▶ **TRY IT**
Every line in the listing below from the one with "размещённая на листе" through the one with "impl fmt::Debug for" is to be reproduced exactly, both ends included; leave out the rest.

▶ **MATERIAL SUPPLIED**
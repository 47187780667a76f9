//! Лист с этикетками - слой инфраструктуры
//!
//! Единственный изменяемый объект, на котором рисуются этикетки. Хранит
//! разметку в памяти и выгружает её в `rust_xlsxwriter` при сохранении.

use std::collections::BTreeMap;
use std::fmt;
use std::path::{Path, PathBuf};

use rust_xlsxwriter::{Format, FormatAlign, FormatBorder, Image, Workbook, Worksheet, XlsxError};
use tracing::debug;

use crate::error::{AppError, AppResult, SheetError};
use crate::layout::coords::{CellRange, CellRef};

/// Шрифт текста ячейки
#[derive(Debug, Clone, PartialEq)]
pub struct Font {
    pub name: String,
    pub size: f64,
    pub bold: bool,
}

impl Font {
    pub fn bold(name: impl Into<String>, size: f64) -> Self {
        Self {
            name: name.into(),
            size,
            bold: true,
        }
    }
}

/// Выравнивание и поворот текста
#[derive(Debug, Clone, Copy, PartialEq, Eq, Default)]
pub struct Alignment {
    /// По центру по горизонтали и вертикали
    pub center: bool,
    /// Поворот в градусах
    pub rotation: i16,
}

impl Alignment {
    pub const CENTER: Alignment = Alignment {
        center: true,
        rotation: 0,
    };

    pub const fn rotated(self, rotation: i16) -> Self {
        Self {
            center: self.center,
            rotation,
        }
    }
}

#[derive(Debug, Clone, Copy, PartialEq, Eq)]
pub enum Border {
    Thick,
}

/// Оформление ячейки
#[derive(Debug, Clone, PartialEq, Default)]
pub struct CellStyle {
    /// Рамка со всех четырёх сторон
    pub border: Option<Border>,
    pub font: Option<Font>,
    pub alignment: Alignment,
}

impl CellStyle {
    fn to_format(&self) -> Format {
        let mut format = Format::new();
        if let Some(Border::Thick) = self.border {
            format = format.set_border(FormatBorder::Thick);
        }
        if let Some(font) = &self.font {
            format = format
                .set_font_name(font.name.as_str())
                .set_font_size(font.size);
            if font.bold {
                format = format.set_bold();
            }
        }
        if self.alignment.center {
            format = format
                .set_align(FormatAlign::Center)
                .set_align(FormatAlign::VerticalCenter);
        }
        if self.alignment.rotation != 0 {
            format = format.set_rotation(self.alignment.rotation);
        }
        format
    }
}

/// Содержимое ячейки
#[derive(Debug, Clone, PartialEq, Default)]
pub struct SheetCell {
    pub text: Option<String>,
    pub style: CellStyle,
}

/// Картинка, размещённая на листе
pub struct PlacedImage {
    pub anchor: CellRef,
    pub source: PathBuf,
    image: Image,
}

impl PlacedImage {
    /// Загружает картинку и масштабирует её к размеру в пикселях
    pub fn load(
        anchor: CellRef,
        source: impl Into<PathBuf>,
        width: f64,
        height: f64,
    ) -> Result<Self, XlsxError> {
        let source = source.into();
        let image = Image::new(&source)?.set_scale_to_size(width, height, false);
        Ok(Self {
            anchor,
            source,
            image,
        })
    }
}

impl fmt::Debug for PlacedImage {
    fn fmt(&self, f: &mut fmt::Formatter<'_>) -> fmt::Result {
        f.debug_struct("PlacedImage")
            .field("anchor", &self.anchor)
            .field("source", &self.source)
            .finish()
    }
}

/// Лист с этикетками
///
/// Все операции идемпотентны: повторная отрисовка той же этикетки не
/// дублирует объединения и картинки.
#[derive(Debug, Default)]
pub struct LabelSheet {
    name: String,
    row_heights: BTreeMap<u32, f64>,
    column_widths: BTreeMap<u16, f64>,
    merges: Vec<CellRange>,
    cells: BTreeMap<CellRef, SheetCell>,
    images: Vec<PlacedImage>,
}

impl LabelSheet {
    pub fn new(name: impl Into<String>) -> Self {
        Self {
            name: name.into(),
            ..Default::default()
        }
    }

    pub fn name(&self) -> &str {
        &self.name
    }

    pub fn set_row_height(&mut self, row: u32, height: f64) {
        self.row_heights.insert(row, height);
    }

    pub fn row_height(&self, row: u32) -> Option<f64> {
        self.row_heights.get(&row).copied()
    }

    pub fn set_column_width(&mut self, col: u16, width: f64) {
        self.column_widths.insert(col, width);
    }

    pub fn column_width(&self, col: u16) -> Option<f64> {
        self.column_widths.get(&col).copied()
    }

    /// Объединяет область
    ///
    /// Повтор той же области ничего не меняет; пересечение с другой
    /// объединённой областью возвращает ошибку.
    pub fn merge(&mut self, region: CellRange) -> Result<(), SheetError> {
        if self.merges.contains(&region) {
            return Ok(());
        }
        if let Some(existing) = self.merges.iter().find(|m| m.overlaps(&region)) {
            return Err(SheetError::MergeOverlap {
                requested: region.to_string(),
                existing: existing.to_string(),
            });
        }
        self.merges.push(region);
        Ok(())
    }

    pub fn merges(&self) -> &[CellRange] {
        &self.merges
    }

    pub fn set_border(&mut self, at: CellRef, border: Border) {
        self.cells.entry(at).or_default().style.border = Some(border);
    }

    /// Записывает текст со шрифтом и выравниванием, не трогая рамку
    pub fn write_text(
        &mut self,
        at: CellRef,
        text: impl Into<String>,
        font: Font,
        alignment: Alignment,
    ) {
        let cell = self.cells.entry(at).or_default();
        cell.text = Some(text.into());
        cell.style.font = Some(font);
        cell.style.alignment = alignment;
    }

    pub fn cell(&self, at: CellRef) -> Option<&SheetCell> {
        self.cells.get(&at)
    }

    pub fn text(&self, at: CellRef) -> Option<&str> {
        self.cells.get(&at).and_then(|c| c.text.as_deref())
    }

    pub fn cells(&self) -> impl Iterator<Item = (&CellRef, &SheetCell)> {
        self.cells.iter()
    }

    /// Вставляет картинку; картинка из того же файла в той же ячейке заменяется
    pub fn insert_image(&mut self, image: PlacedImage) {
        self.images
            .retain(|i| !(i.anchor == image.anchor && i.source == image.source));
        self.images.push(image);
    }

    pub fn images(&self) -> &[PlacedImage] {
        &self.images
    }

    /// Переносит разметку на лист rust_xlsxwriter
    pub fn write_to(&self, worksheet: &mut Worksheet) -> Result<(), XlsxError> {
        if !self.name.is_empty() {
            worksheet.set_name(&self.name)?;
        }
        for (&row, &height) in &self.row_heights {
            worksheet.set_row_height(row - 1, height)?;
        }
        for (&col, &width) in &self.column_widths {
            worksheet.set_column_width(col - 1, width)?;
        }

        for region in &self.merges {
            let anchor = self.cells.get(&region.first);
            let text = anchor.and_then(|c| c.text.as_deref()).unwrap_or("");
            let format = anchor
                .map(|c| c.style.to_format())
                .unwrap_or_else(Format::new);
            let (first_row, first_col) = region.first.zero_based();
            let (last_row, last_col) = region.last.zero_based();
            worksheet.merge_range(first_row, first_col, last_row, last_col, text, &format)?;
        }

        for (at, cell) in &self.cells {
            if self.merges.iter().any(|m| m.contains(*at)) {
                continue;
            }
            let (row, col) = at.zero_based();
            let format = cell.style.to_format();
            match &cell.text {
                Some(text) => worksheet.write_string_with_format(row, col, text, &format)?,
                None => worksheet.write_blank(row, col, &format)?,
            };
        }

        for placed in &self.images {
            let (row, col) = placed.anchor.zero_based();
            worksheet.insert_image(row, col, &placed.image)?;
        }
        Ok(())
    }

    /// Сохраняет лист в новую книгу .xlsx
    pub fn save(&self, path: &Path) -> AppResult<()> {
        let save_error = |source: XlsxError| AppError::Save {
            path: path.to_path_buf(),
            source,
        };

        let mut workbook = Workbook::new();
        let worksheet = workbook.add_worksheet();
        self.write_to(worksheet).map_err(save_error)?;
        workbook.save(path).map_err(save_error)?;
        debug!(
            "💾 {}: объединений {}, ячеек {}, картинок {}",
            path.display(),
            self.merges.len(),
            self.cells.len(),
            self.images.len()
        );
        Ok(())
    }
}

▶ **ANSWER TO THE PROBLEM**
/// Картинка, размещённая на листе
pub struct PlacedImage {
    pub anchor: CellRef,
    pub source: PathBuf,
    image: Image,
}

impl PlacedImage {
    /// Загружает картинку и масштабирует её к размеру в пикселях
    pub fn load(
        anchor: CellRef,
        source: impl Into<PathBuf>,
        width: f64,
        height: f64,
    ) -> Result<Self, XlsxError> {
        let source = source.into();
        let image = Image::new(&source)?.set_scale_to_size(width, height, false);
        Ok(Self {
            anchor,
            source,
            image,
        })
    }
}

impl fmt::Debug for PlacedImage {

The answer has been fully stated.